Se non si tiene conto del numero di abitanti, sembrerebbe che a Crotone l’incidenza non sia elevata. Se, com'è giusto che sia, si tiene conto degli abitanti si capisce che Crotone diventa un caso da studiare.
Il confronto tra Crotone e Cosenza non regge se si tiene conto che la popolazione residente è esageratamente differente: la provincia di Crotone fa circa 160.000 abitanti e quella di Cosenza 700.0000, cioè circa quattro volte più popolosa Cosenza. La proporzione ci dice che Crotone, se avesse avuto una popolazione residente di 700.000 abitanti, avrebbe avuto 360 casi di mesotelioma pleurico.

Nel convegno organizzato dall’Ona è stato rilevato che il caso Crotone è riconducibile «al polo chimico industriale». Sempre nel convegno è stato evidenziato un dato rilevante riguardante tutte le patologie asbesto-correlate.
A questo proposito è stato detto che «se si considera l’intero spettro delle patologie riconosciute (tumori, asbestosi e malattie pleuriche), le stime complessive per il periodo 1993 - 2025 indicano: Cosenza: circa 1.000 casi complessivi, Reggio Calabria: circa 730 casi, Catanzaro circa 380 casi, Crotone circa 800 casi, con ulteriore aggravio dovuto al sinergismo con altri cancerogeni presenti nel Sito di interesse nazionale e Vibo Valentia circa 230 casi».

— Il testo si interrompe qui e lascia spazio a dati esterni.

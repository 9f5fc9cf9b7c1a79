//! Repository tests against a mock HTTP server: paths, verbs, payloads and
//! bearer authentication.

mod common;

use chrono::NaiveDate;
use common::{bearer, goal_json, repos, repos_with};
use goalhabit_core::{
    Cadence, CoreError, GoalStatus, LoginRequest, MemoryTokenStore, TokenStore,
};
use mockito::{Matcher, Server};
use serde_json::json;
use std::sync::Arc;

#[tokio::test]
async fn login_stores_token_for_later_requests() {
    let mut server = Server::new_async().await;
    let login = server
        .mock("POST", "/auth/login")
        .match_header("authorization", Matcher::Missing)
        .match_body(Matcher::Json(json!({"email": "a@b.c", "password": "pw"})))
        .with_status(200)
        .with_header("content-type", "application/json")
        .with_body(r#"{"token":"fresh"}"#)
        .create_async()
        .await;
    let me = server
        .mock("GET", "/auth/me")
        .match_header("authorization", "Bearer fresh")
        .with_status(200)
        .with_body(r#"{"id":42}"#)
        .create_async()
        .await;

    let tokens = Arc::new(MemoryTokenStore::new());
    let repos = repos_with(&server, tokens.clone());
    repos
        .auth
        .login(&LoginRequest::new(" a@b.c ", "pw"))
        .await
        .unwrap();
    assert_eq!(tokens.token().unwrap().as_deref(), Some("fresh"));
    assert!(repos.auth.is_authorized().await);

    login.assert_async().await;
    me.assert_async().await;
}

#[tokio::test]
async fn blank_token_is_not_sent() {
    let mut server = Server::new_async().await;
    let mock = server
        .mock("GET", "/templates/goals")
        .match_header("authorization", Matcher::Missing)
        .with_status(200)
        .with_body("[]")
        .create_async()
        .await;

    let repos = repos_with(&server, Arc::new(MemoryTokenStore::with_token("  ")));
    assert!(repos.templates.list().await.unwrap().is_empty());
    mock.assert_async().await;
}

#[tokio::test]
async fn logout_clears_token_and_probe_fails() {
    let mut server = Server::new_async().await;
    server
        .mock("GET", "/auth/me")
        .with_status(401)
        .create_async()
        .await;

    let tokens = Arc::new(MemoryTokenStore::with_token("old"));
    let repos = repos_with(&server, tokens.clone());
    repos.auth.logout().await.unwrap();
    assert_eq!(tokens.token().unwrap(), None);
    assert!(!repos.auth.is_authorized().await);
}

#[tokio::test]
async fn habits_list_reads_flat_cadence() {
    let mut server = Server::new_async().await;
    let mock = server
        .mock("GET", "/habits")
        .match_header("authorization", bearer().as_str())
        .with_status(200)
        .with_body(
            json!([
                {"id": 1, "title": "Бег", "periodDays": 7, "timesPerPeriod": 3},
                {"id": 2, "title": "Вода", "periodDays": 1, "timesPerPeriod": 1}
            ])
            .to_string(),
        )
        .create_async()
        .await;

    let habits = repos(&server).habits.list().await.unwrap();
    assert_eq!(habits.len(), 2);
    assert_eq!(habits[0].cadence, Cadence::new(7, 3));
    assert_eq!(habits[0].cadence.label(), "3 раз в неделю");
    assert_eq!(habits[1].cadence.label(), "Каждый день");
    mock.assert_async().await;
}

#[tokio::test]
async fn check_in_posts_iso_date() {
    let mut server = Server::new_async().await;
    let mock = server
        .mock("POST", "/habits/9/checkins")
        .match_body(Matcher::Json(json!({"date": "2024-03-09", "value": 2})))
        .with_status(201)
        .create_async()
        .await;

    let date = NaiveDate::from_ymd_opt(2024, 3, 9).unwrap();
    repos(&server)
        .habits
        .check_in(9, date, Some(2))
        .await
        .unwrap();
    mock.assert_async().await;
}

#[tokio::test]
async fn server_rejection_carries_status() {
    let mut server = Server::new_async().await;
    server
        .mock("DELETE", "/goals/3")
        .with_status(403)
        .with_body("forbidden")
        .create_async()
        .await;

    let err = repos(&server).goals.delete(3).await.unwrap_err();
    match err {
        CoreError::Server { status, body } => {
            assert_eq!(status, 403);
            assert_eq!(body, "forbidden");
        }
        other => panic!("unexpected error: {other:?}"),
    }
}

#[tokio::test]
async fn transport_failure_has_no_status() {
    // nothing listens on port 1
    let api = goalhabit_core::ApiClient::new(
        "http://127.0.0.1:1",
        Arc::new(MemoryTokenStore::new()),
    )
    .unwrap();
    let repos = goalhabit_core::Repositories::new(api);

    let err = repos.profile.load().await.unwrap_err();
    assert!(matches!(err, CoreError::Transport(_)));
    assert_eq!(err.status(), None);
}

#[tokio::test]
async fn goal_status_and_progress_endpoints() {
    let mut server = Server::new_async().await;
    let status = server
        .mock("PATCH", "/goals/5/status")
        .match_body(Matcher::Json(json!({"status": "PAUSED"})))
        .with_status(204)
        .create_async()
        .await;
    let progress = server
        .mock("POST", "/goals/5/progress")
        .match_body(Matcher::Json(json!({"delta": 3})))
        .with_status(200)
        .with_body(goal_json(5, "QUANT", Some(10), 8, "ACTIVE").to_string())
        .create_async()
        .await;

    let repos = repos(&server);
    repos.goals.set_status(5, GoalStatus::Paused).await.unwrap();
    let goal = repos.goals.add_progress(5, 3).await.unwrap();
    assert_eq!(goal.progress_value, 8);
    assert_eq!(goal.progress_percent(), Some(80));

    status.assert_async().await;
    progress.assert_async().await;
}

#[tokio::test]
async fn step_updates_send_only_changed_fields() {
    let mut server = Server::new_async().await;
    let toggle = server
        .mock("PATCH", "/steps/11")
        .match_body(Matcher::Json(json!({"isDone": true})))
        .with_status(200)
        .with_body(r#"{"id":11,"title":"Купить кроссовки","isDone":true}"#)
        .create_async()
        .await;

    let step = repos(&server).goals.toggle_step(11, true).await.unwrap();
    assert!(step.is_done);
    toggle.assert_async().await;
}

#[tokio::test]
async fn friend_search_passes_query() {
    let mut server = Server::new_async().await;
    let search = server
        .mock("GET", "/users")
        .match_query(Matcher::UrlEncoded("q".into(), "анна".into()))
        .with_status(200)
        .with_body(r#"[{"id":4,"name":"Анна","status":"OUTGOING"}]"#)
        .create_async()
        .await;

    let users = repos(&server).friends.search(Some(" анна ")).await.unwrap();
    assert_eq!(users.len(), 1);
    assert_eq!(users[0].status, goalhabit_core::FriendStatus::Outgoing);
    search.assert_async().await;
}

#[tokio::test]
async fn friend_profile_reads_achievements() {
    let mut server = Server::new_async().await;
    server
        .mock("GET", "/friends/4/profile")
        .with_status(200)
        .with_body(
            json!({
                "user": {"id": 4, "name": "Анна"},
                "currentHabitStreak": 6,
                "goalsCompleted": 2,
                "achievements": [
                    {"code": "FIRST_GOAL", "title": "Первая цель", "earned_at": "2024-01-02"},
                    {"code": "STREAK_30", "title": "30 дней"}
                ]
            })
            .to_string(),
        )
        .create_async()
        .await;

    let profile = repos(&server).friends.profile(4).await.unwrap();
    assert_eq!(profile.user.name, "Анна");
    assert_eq!(profile.current_habit_streak, 6);
    assert!(profile.achievements[0].is_earned());
    assert!(!profile.achievements[1].is_earned());
}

Non ci sono dubbi sui dati forniti: a Crotone si muore di più perché c’è l’aggravante della presenza dei veleni depositati soprattutto nell’area industriale. Ci sarebbe bisogno di un immediato intervento di bonifica totale. Dopo anni di fermo l’attività di bonifica avviata con il Pob fase due procede a sussulti.
L’Eni per anni ha «ciurlato nel manico» dicendo di non potere effettuare l’intervento perché frenata dagli ostacoli del Paur e della Conferenza dei servizi decisoria del 24 ottobre 2019 che imponevano il trasporto dei veleni fuori Calabria. Cinque anni di tira e molla dicendo che non c’erano discariche nemmeno in Europa per ospitare i nostri rifiuti.

Lo scorso anno il miracolo: le discariche ci sono e a dirlo è la stessa Eni. Dopo avere avviato l’intervento il colosso energetico ha dato il via ad un nuovo tira e molla: la normativa europea consente lo smaltimento fuori dall’Italia sino al 25 maggio 2026. Davanti ad una ulteriore levata di scudi ha tirato in ballo la presenza di rifiuti radioattivi superiore alle aspettative. Anche per questi rifiuti non ci sarebbero discariche.
C’è però, come ha scritto Giuliano Carella su questo giornale, un’indagine effettuata dall’Arpacal il 15 gennaio scorso, dopo le esternazioni dell’Eni, che smentisce il colosso energetico sostenendo che la presenza di radioattività non è preoccupante e non è superiore a quella individuata nel 2017. Potremmo trovarci di fronte ad un caso di procurato allarme che potrebbe interessare il procuratore di Crotone, Domenico Guarascio.